Les femmes jettent leurs déchets dans la rue alors qu'il y a des poubelles vertes avec le slogan "Kolkata green". Des hommes sont en train de se laver. Ils portent des pagnes (grand tissu qu'ils se nouent autour de la taille). Un peu plus loin nous voyons comme une entrée de temple. Tout est fleuri et en fait c'est un magasin qui propose leurs services pour décorer l'intérieur et l'extérieur de chez toi le jour de ton mariage.

 

Dans la ruelle à côté, il y a comme une espèce de mosquée au loin. Nous nous approchons et nous voyons un cercueil recouvert de fleurs.

 

Je m'étais préparée à vivre cette journée car j'imaginais que cela serait vraiment difficile de me déplacer parmi les détritus, les odeurs, les rues étroites et encombrées. Depuis que je suis en Inde, je ne suis pas tombée une seule fois, même pas trébuché. Je pensais qu'aujourd'hui serait peut-être cette première fois. Et en fait, cela a été tout différent. Les rues sont sales, certes, mais c'était pas aussi compliqué que cela. Les odeurs étaient moins prenantes que dans le premier bidonville que nous avions visité seuls Laurent et moi.

 

Au sol, nous voyons encore des pigments de la fête de l'Holi, les enfants sont encore un peu barbouillés et un joli "Happy Holi" écrit à la craie nous donne envie de continuer la rue. J'aperçois une dizaine de rickshaws à l'abandon au milieu d'une placette, des femmes tiennent un petit restaurant de rue et des enfants vendent du tchai. Ils portent leurs petits gobelets d'une main et leur verre en métal brûlant de ce délicieux breuvage dans l'autre. Nous croisons un vendeur de citrons verts qui a accordé sa chemise à ses fruits.

 

Devant l'entrée du slum, il y a une scène qui est installée (c'était sans doute pour la fête de l'Holi) et un son assourdissant et saturé passe dans les enceintes. Nous quittons le slum et prenons la route principale pour trouver un taxi.
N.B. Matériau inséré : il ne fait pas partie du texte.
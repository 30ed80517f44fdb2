//! Product image repository.
//!
//! Rows in `product_image` are authoritative. The legacy `product.images`
//! document is rewritten only when curation completes, and copied into the
//! table the first time a curator opens a product that has never been
//! migrated.

use std::collections::HashSet;

use sqlx::PgPool;
use uuid::Uuid;

use cyclemart_core::images::{CompletionPlan, ImageRecord, ResolvedImage, to_legacy_document};
use cyclemart_core::{ImageId, ImageStatus, ProductId};

use super::RepositoryError;

// =============================================================================
// Internal Row Types
// =============================================================================

#[derive(Debug, sqlx::FromRow)]
struct ImageRow {
    id: ImageId,
    product_id: ProductId,
    url: String,
    storage_path: Option<String>,
    status: ImageStatus,
    is_primary: bool,
    position: i32,
}

impl From<ImageRow> for ImageRecord {
    fn from(row: ImageRow) -> Self {
        Self {
            id: row.id,
            url: row.url,
            storage_path: row.storage_path,
            status: row.status,
            is_primary: row.is_primary,
            position: row.position,
        }
    }
}

/// An object found in storage that is not yet a `product_image` row.
#[derive(Debug, Clone, PartialEq, Eq)]
pub struct DiscoveredImage {
    pub url: String,
    pub storage_path: String,
}

// =============================================================================
// Repository
// =============================================================================

/// Repository for product image database operations.
pub struct ImageRepository<'a> {
    pool: &'a PgPool,
}

impl<'a> ImageRepository<'a> {
    /// Create a new image repository.
    #[must_use]
    pub const fn new(pool: &'a PgPool) -> Self {
        Self { pool }
    }

    /// All image rows of a product, in display order.
    ///
    /// # Errors
    ///
    /// Returns `RepositoryError::Database` if the query fails.
    pub async fn list_for_product(
        &self,
        product_id: ProductId,
    ) -> Result<Vec<ImageRecord>, RepositoryError> {
        let rows = sqlx::query_as::<_, ImageRow>(
            r"
            SELECT id, product_id, url, storage_path, status, is_primary, position
            FROM marketplace.product_image
            WHERE product_id = $1
            ORDER BY position, id
            ",
        )
        .bind(product_id)
        .fetch_all(self.pool)
        .await?;
        Ok(rows.into_iter().map(Into::into).collect())
    }

    /// The product an image belongs to.
    ///
    /// # Errors
    ///
    /// Returns `RepositoryError::Database` if the query fails.
    pub async fn product_of(&self, id: ImageId) -> Result<Option<ProductId>, RepositoryError> {
        let row = sqlx::query_as::<_, ImageRow>(
            r"
            SELECT id, product_id, url, storage_path, status, is_primary, position
            FROM marketplace.product_image
            WHERE id = $1
            ",
        )
        .bind(id)
        .fetch_optional(self.pool)
        .await?;
        Ok(row.map(|r| r.product_id))
    }

    /// Copy legacy JSONB images into the table for a product that has no rows.
    ///
    /// Does nothing if rows appeared in the meantime.
    ///
    /// # Errors
    ///
    /// Returns `RepositoryError::Database` if the transaction fails.
    pub async fn import_legacy(
        &self,
        product_id: ProductId,
        legacy: &[ResolvedImage],
    ) -> Result<Vec<ImageRecord>, RepositoryError> {
        let mut tx = self.pool.begin().await?;

        // Serialise concurrent imports for the same product.
        sqlx::query("SELECT id FROM marketplace.product WHERE id = $1 FOR UPDATE")
            .bind(product_id)
            .execute(&mut *tx)
            .await?;

        let existing: i64 = sqlx::query_scalar(
            "SELECT COUNT(*) FROM marketplace.product_image WHERE product_id = $1",
        )
        .bind(product_id)
        .fetch_one(&mut *tx)
        .await?;

        if existing == 0 {
            for image in legacy {
                sqlx::query(
                    r"
                    INSERT INTO marketplace.product_image
                        (product_id, url, status, is_primary, position)
                    VALUES ($1, $2, $3, $4, $5)
                    ",
                )
                .bind(product_id)
                .bind(&image.url)
                .bind(image.status)
                .bind(image.is_primary)
                .bind(image.position)
                .execute(&mut *tx)
                .await?;
            }
        }

        tx.commit().await?;
        self.list_for_product(product_id).await
    }

    /// Persist one image's status and primary flag.
    ///
    /// # Errors
    ///
    /// Returns `RepositoryError::NotFound` if the image no longer exists.
    pub async fn save(&self, image: &ImageRecord) -> Result<(), RepositoryError> {
        let result = sqlx::query(
            "UPDATE marketplace.product_image SET status = $2, is_primary = $3 WHERE id = $1",
        )
        .bind(image.id)
        .bind(image.status)
        .bind(image.is_primary)
        .execute(self.pool)
        .await?;

        if result.rows_affected() == 0 {
            return Err(RepositoryError::NotFound);
        }
        Ok(())
    }

    /// Make `image_id` the only primary image of `product_id`.
    ///
    /// # Errors
    ///
    /// Returns `RepositoryError::Database` if the transaction fails.
    pub async fn set_primary(
        &self,
        product_id: ProductId,
        image_id: ImageId,
    ) -> Result<(), RepositoryError> {
        let mut tx = self.pool.begin().await?;

        sqlx::query(
            "UPDATE marketplace.product_image SET is_primary = FALSE WHERE product_id = $1 AND is_primary",
        )
        .bind(product_id)
        .execute(&mut *tx)
        .await?;

        sqlx::query("UPDATE marketplace.product_image SET is_primary = TRUE WHERE id = $1")
            .bind(image_id)
            .execute(&mut *tx)
            .await?;

        tx.commit().await?;
        Ok(())
    }

    /// Commit a completion plan.
    ///
    /// Storage objects must already be gone. In one transaction this deletes
    /// the rejected and pending rows, renumbers the kept images, rewrites
    /// the legacy document and marks the product curated.
    ///
    /// # Errors
    ///
    /// Returns `RepositoryError::Conflict` if the product's rows no longer
    /// match the plan, or `RepositoryError::Database` if the transaction fails.
    pub async fn complete(
        &self,
        product_id: ProductId,
        plan: &CompletionPlan,
    ) -> Result<(), RepositoryError> {
        let delete_ids: Vec<Uuid> = plan.delete_ids().iter().map(ImageId::as_uuid).collect();

        let mut tx = self.pool.begin().await?;

        sqlx::query("SELECT id FROM marketplace.product WHERE id = $1 FOR UPDATE")
            .bind(product_id)
            .execute(&mut *tx)
            .await?;

        let current: Vec<ImageRecord> = sqlx::query_as::<_, ImageRow>(
            r"
            SELECT id, product_id, url, storage_path, status, is_primary, position
            FROM marketplace.product_image
            WHERE product_id = $1
            FOR UPDATE
            ",
        )
        .bind(product_id)
        .fetch_all(&mut *tx)
        .await?
        .into_iter()
        .map(Into::into)
        .collect();

        if !plan.still_applies(&current) {
            return Err(RepositoryError::Conflict(
                "images changed while curating, reload and try again".to_owned(),
            ));
        }

        sqlx::query(
            "DELETE FROM marketplace.product_image WHERE product_id = $1 AND id = ANY($2)",
        )
        .bind(product_id)
        .bind(&delete_ids)
        .execute(&mut *tx)
        .await?;

        for (position, image) in (0_i32..).zip(&plan.keep) {
            sqlx::query("UPDATE marketplace.product_image SET position = $2 WHERE id = $1")
                .bind(image.id)
                .bind(position)
                .execute(&mut *tx)
                .await?;
        }

        sqlx::query(
            r"
            UPDATE marketplace.product
            SET images = $2, images_curated = TRUE, updated_at = NOW()
            WHERE id = $1
            ",
        )
        .bind(product_id)
        .bind(to_legacy_document(&plan.keep))
        .execute(&mut *tx)
        .await?;

        tx.commit().await?;
        Ok(())
    }

    /// Storage paths already known for a product.
    ///
    /// # Errors
    ///
    /// Returns `RepositoryError::Database` if the query fails.
    pub async fn known_paths(
        &self,
        product_id: ProductId,
    ) -> Result<HashSet<String>, RepositoryError> {
        let paths: Vec<String> = sqlx::query_scalar(
            r"
            SELECT storage_path FROM marketplace.product_image
            WHERE product_id = $1 AND storage_path IS NOT NULL
            ",
        )
        .bind(product_id)
        .fetch_all(self.pool)
        .await?;
        Ok(paths.into_iter().collect())
    }

    /// Insert discovered objects as pending images after the existing ones.
    ///
    /// Returns how many rows were inserted; paths that raced in are skipped.
    ///
    /// # Errors
    ///
    /// Returns `RepositoryError::Database` if the transaction fails.
    pub async fn insert_discovered(
        &self,
        product_id: ProductId,
        images: &[DiscoveredImage],
    ) -> Result<u64, RepositoryError> {
        let mut tx = self.pool.begin().await?;

        // Serialise with completion, which re-checks the rows under this lock.
        sqlx::query("SELECT id FROM marketplace.product WHERE id = $1 FOR UPDATE")
            .bind(product_id)
            .execute(&mut *tx)
            .await?;

        let next_position: i32 = sqlx::query_scalar(
            "SELECT COALESCE(MAX(position) + 1, 0) FROM marketplace.product_image WHERE product_id = $1",
        )
        .bind(product_id)
        .fetch_one(&mut *tx)
        .await?;

        let mut inserted = 0;
        for (position, image) in (next_position..).zip(images) {
            let result = sqlx::query(
                r"
                INSERT INTO marketplace.product_image
                    (product_id, url, storage_path, status, position)
                VALUES ($1, $2, $3, 'pending', $4)
                ON CONFLICT (product_id, storage_path) DO NOTHING
                ",
            )
            .bind(product_id)
            .bind(&image.url)
            .bind(&image.storage_path)
            .bind(position)
            .execute(&mut *tx)
            .await?;
            inserted += result.rows_affected();
        }

        tx.commit().await?;
        Ok(inserted)
    }
}
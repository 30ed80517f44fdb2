//! Profile repository.
//!
//! Profiles are created lazily the first time an authenticated user does
//! something that references them.

use sqlx::PgPool;

use cyclemart_core::ProfileId;

use super::RepositoryError;

/// Repository for profile rows.
pub struct ProfileRepository<'a> {
    pool: &'a PgPool,
}

impl<'a> ProfileRepository<'a> {
    /// Create a new profile repository.
    #[must_use]
    pub const fn new(pool: &'a PgPool) -> Self {
        Self { pool }
    }

    /// Insert the profile if missing and keep its email current.
    ///
    /// # Errors
    ///
    /// Returns `RepositoryError::Database` if the query fails.
    pub async fn ensure(&self, id: ProfileId, email: &str) -> Result<(), RepositoryError> {
        sqlx::query(
            r"
            INSERT INTO marketplace.profile (id, email)
            VALUES ($1, $2)
            ON CONFLICT (id) DO UPDATE SET email = EXCLUDED.email
            WHERE marketplace.profile.email IS DISTINCT FROM EXCLUDED.email
            ",
        )
        .bind(id)
        .bind(email)
        .execute(self.pool)
        .await?;
        Ok(())
    }
}
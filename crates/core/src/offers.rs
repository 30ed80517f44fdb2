//! Offer / counter-offer negotiation.
//!
//! A buyer opens an offer below (or at) the asking price. From then on the
//! parties alternate: whoever did not name the current amount may accept,
//! reject or counter. The buyer may withdraw an open offer at any time.
//! Every state change pushes the expiry out by the configured TTL; an offer
//! nobody answers before then is expired.

use chrono::{DateTime, Duration, Utc};
use rust_decimal::Decimal;
use serde::{Deserialize, Serialize};
use thiserror::Error;

use crate::types::{OfferStatus, Party, decimal_places};

/// Maximum number of amounts (the opening offer plus counters) per negotiation.
pub const MAX_ROUNDS: i32 = 10;

/// Errors raised by negotiation actions.
#[derive(Debug, Error, Clone, PartialEq, Eq)]
pub enum OfferError {
    #[error("offer amount must be greater than zero")]
    NonPositiveAmount,
    #[error("offer amount cannot have more than two decimal places")]
    TooPrecise,
    #[error("offer amount cannot exceed the asking price of {0}")]
    AboveAskingPrice(Decimal),
    #[error("counter-offer must change the amount")]
    SameAmount,
    #[error("waiting for the other party to respond")]
    NotYourTurn,
    #[error("only the buyer can withdraw an offer")]
    BuyerOnly,
    #[error("offer is already {0}")]
    Closed(OfferStatus),
    #[error("offer has expired")]
    Expired,
    #[error("negotiation limit of {MAX_ROUNDS} rounds reached")]
    TooManyRounds,
}

/// Something a participant does to an open offer.
#[derive(Debug, Clone, PartialEq, Eq, Serialize, Deserialize)]
#[serde(tag = "action", content = "amount", rename_all = "snake_case")]
pub enum OfferAction {
    Accept,
    Reject,
    Counter(Decimal),
    Withdraw,
}

impl OfferAction {
    /// Short name recorded in the offer history.
    #[must_use]
    pub const fn name(&self) -> &'static str {
        match self {
            Self::Accept => "accept",
            Self::Reject => "reject",
            Self::Counter(_) => "counter",
            Self::Withdraw => "withdraw",
        }
    }
}

/// Check that an amount can be offered against `asking_price`.
///
/// # Errors
///
/// Returns an [`OfferError`] for non-positive amounts, sub-cent precision or
/// amounts above the asking price.
pub fn validate_amount(amount: Decimal, asking_price: Decimal) -> Result<(), OfferError> {
    if amount <= Decimal::ZERO {
        return Err(OfferError::NonPositiveAmount);
    }
    if decimal_places(amount) > 2 {
        return Err(OfferError::TooPrecise);
    }
    if amount > asking_price {
        return Err(OfferError::AboveAskingPrice(asking_price));
    }
    Ok(())
}

/// The negotiable state of an offer.
#[derive(Debug, Clone, PartialEq, Eq)]
pub struct Negotiation {
    pub status: OfferStatus,
    pub amount: Decimal,
    pub asking_price: Decimal,
    /// Who named the current amount.
    pub last_actor: Party,
    pub round: i32,
    pub expires_at: DateTime<Utc>,
}

impl Negotiation {
    /// Open a negotiation with the buyer's first amount.
    ///
    /// # Errors
    ///
    /// See [`validate_amount`].
    pub fn open(
        amount: Decimal,
        asking_price: Decimal,
        now: DateTime<Utc>,
        ttl: Duration,
    ) -> Result<Self, OfferError> {
        validate_amount(amount, asking_price)?;
        Ok(Self {
            status: OfferStatus::Pending,
            amount,
            asking_price,
            last_actor: Party::Buyer,
            round: 1,
            expires_at: now + ttl,
        })
    }

    /// Status as observed at `now`: open offers past their expiry read as expired.
    #[must_use]
    pub fn effective_status(&self, now: DateTime<Utc>) -> OfferStatus {
        if self.status.is_open() && now > self.expires_at {
            OfferStatus::Expired
        } else {
            self.status
        }
    }

    /// Whether the buyer can pay this offer's amount at `now`.
    #[must_use]
    pub fn payable(&self, now: DateTime<Utc>) -> bool {
        self.status == OfferStatus::Accepted && now <= self.expires_at
    }

    /// Apply `action` by `actor`, returning the next state.
    ///
    /// # Errors
    ///
    /// Returns an [`OfferError`] when the offer is closed or expired, when it
    /// is not `actor`'s turn, or when a counter amount is invalid.
    pub fn apply(
        &self,
        actor: Party,
        action: &OfferAction,
        now: DateTime<Utc>,
        ttl: Duration,
    ) -> Result<Self, OfferError> {
        match self.effective_status(now) {
            OfferStatus::Expired => return Err(OfferError::Expired),
            status if !status.is_open() => return Err(OfferError::Closed(status)),
            _ => {}
        }

        let mut next = self.clone();
        next.expires_at = now + ttl;

        match action {
            OfferAction::Withdraw => {
                if actor != Party::Buyer {
                    return Err(OfferError::BuyerOnly);
                }
                next.status = OfferStatus::Withdrawn;
            }
            _ if actor == self.last_actor => return Err(OfferError::NotYourTurn),
            OfferAction::Accept => next.status = OfferStatus::Accepted,
            OfferAction::Reject => next.status = OfferStatus::Rejected,
            OfferAction::Counter(amount) => {
                validate_amount(*amount, self.asking_price)?;
                if *amount == self.amount {
                    return Err(OfferError::SameAmount);
                }
                if self.round >= MAX_ROUNDS {
                    return Err(OfferError::TooManyRounds);
                }
                next.status = OfferStatus::Countered;
                next.amount = *amount;
                next.last_actor = actor;
                next.round += 1;
            }
        }

        Ok(next)
    }
}

#[cfg(test)]
#[allow(clippy::unwrap_used)]
mod tests {
    use chrono::TimeZone;

    use super::*;

    fn now() -> DateTime<Utc> {
        Utc.with_ymd_and_hms(2026, 5, 1, 9, 0, 0).unwrap()
    }

    fn ttl() -> Duration {
        Duration::hours(48)
    }

    fn opened() -> Negotiation {
        Negotiation::open(Decimal::new(800, 0), Decimal::new(1000, 0), now(), ttl()).unwrap()
    }

    #[test]
    fn test_open_validates_amount() {
        let asking = Decimal::new(1000, 0);
        assert_eq!(
            Negotiation::open(Decimal::ZERO, asking, now(), ttl()),
            Err(OfferError::NonPositiveAmount)
        );
        assert_eq!(
            Negotiation::open(Decimal::new(1001, 0), asking, now(), ttl()),
            Err(OfferError::AboveAskingPrice(asking))
        );
        assert_eq!(
            Negotiation::open(Decimal::new(10_001, 3), asking, now(), ttl()),
            Err(OfferError::TooPrecise)
        );
        assert!(Negotiation::open(asking, asking, now(), ttl()).is_ok());
    }

    #[test]
    fn test_seller_counters_then_buyer_accepts() {
        let offer = opened();
        let countered = offer
            .apply(Party::Seller, &OfferAction::Counter(Decimal::new(900, 0)), now(), ttl())
            .unwrap();
        assert_eq!(countered.status, OfferStatus::Countered);
        assert_eq!(countered.last_actor, Party::Seller);
        assert_eq!(countered.round, 2);

        let accepted = countered
            .apply(Party::Buyer, &OfferAction::Accept, now(), ttl())
            .unwrap();
        assert_eq!(accepted.status, OfferStatus::Accepted);
        assert_eq!(accepted.amount, Decimal::new(900, 0));
        assert!(accepted.payable(now()));
    }

    #[test]
    fn test_buyer_cannot_answer_own_offer() {
        let offer = opened();
        assert_eq!(
            offer.apply(Party::Buyer, &OfferAction::Accept, now(), ttl()),
            Err(OfferError::NotYourTurn)
        );
    }

    #[test]
    fn test_only_buyer_withdraws() {
        let offer = opened();
        assert_eq!(
            offer.apply(Party::Seller, &OfferAction::Withdraw, now(), ttl()),
            Err(OfferError::BuyerOnly)
        );
        let withdrawn = offer
            .apply(Party::Buyer, &OfferAction::Withdraw, now(), ttl())
            .unwrap();
        assert_eq!(withdrawn.status, OfferStatus::Withdrawn);
    }

    #[test]
    fn test_closed_offer_rejects_actions() {
        let rejected = opened()
            .apply(Party::Seller, &OfferAction::Reject, now(), ttl())
            .unwrap();
        assert_eq!(
            rejected.apply(Party::Buyer, &OfferAction::Withdraw, now(), ttl()),
            Err(OfferError::Closed(OfferStatus::Rejected))
        );
    }

    #[test]
    fn test_expired_offer() {
        let offer = opened();
        let later = now() + Duration::hours(49);
        assert_eq!(offer.effective_status(later), OfferStatus::Expired);
        assert_eq!(
            offer.apply(Party::Seller, &OfferAction::Accept, later, ttl()),
            Err(OfferError::Expired)
        );
    }

    #[test]
    fn test_accepted_offer_stops_being_payable_after_ttl() {
        let accepted = opened()
            .apply(Party::Seller, &OfferAction::Accept, now(), ttl())
            .unwrap();
        assert!(!accepted.payable(now() + Duration::hours(49)));
        assert_eq!(
            accepted.effective_status(now() + Duration::hours(49)),
            OfferStatus::Accepted
        );
    }

    #[test]
    fn test_counter_must_change_amount() {
        let offer = opened();
        assert_eq!(
            offer.apply(Party::Seller, &OfferAction::Counter(offer.amount), now(), ttl()),
            Err(OfferError::SameAmount)
        );
    }

    #[test]
    fn test_round_limit() {
        let mut offer = opened();
        let mut actor = Party::Seller;
        let mut amount = 801;
        while offer.round < MAX_ROUNDS {
            offer = offer
                .apply(actor, &OfferAction::Counter(Decimal::new(amount, 0)), now(), ttl())
                .unwrap();
            actor = actor.counterpart();
            amount += 1;
        }
        assert_eq!(
            offer.apply(actor, &OfferAction::Counter(Decimal::new(amount, 0)), now(), ttl()),
            Err(OfferError::TooManyRounds)
        );
    }

    #[test]
    fn test_action_serde() {
        let action: OfferAction =
            serde_json::from_str(r#"{"action":"counter","amount":"950.00"}"#).unwrap();
        assert_eq!(action, OfferAction::Counter(Decimal::new(95_000, 2)));
    }
}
Une fois de plus il ne sait pas où l'on doit aller, nous perdons un temps fou à rentrer à l'hôtel. Nous ne bougerons plus de la soirée.

 

Voilà c'était le récit de la journée, certes un peu décousu car j'ai rassemblé mes souvenirs au fur et à mesure qu'ils me revenaient en tête et non suivant l'ordre de notre visite...

 

A demain !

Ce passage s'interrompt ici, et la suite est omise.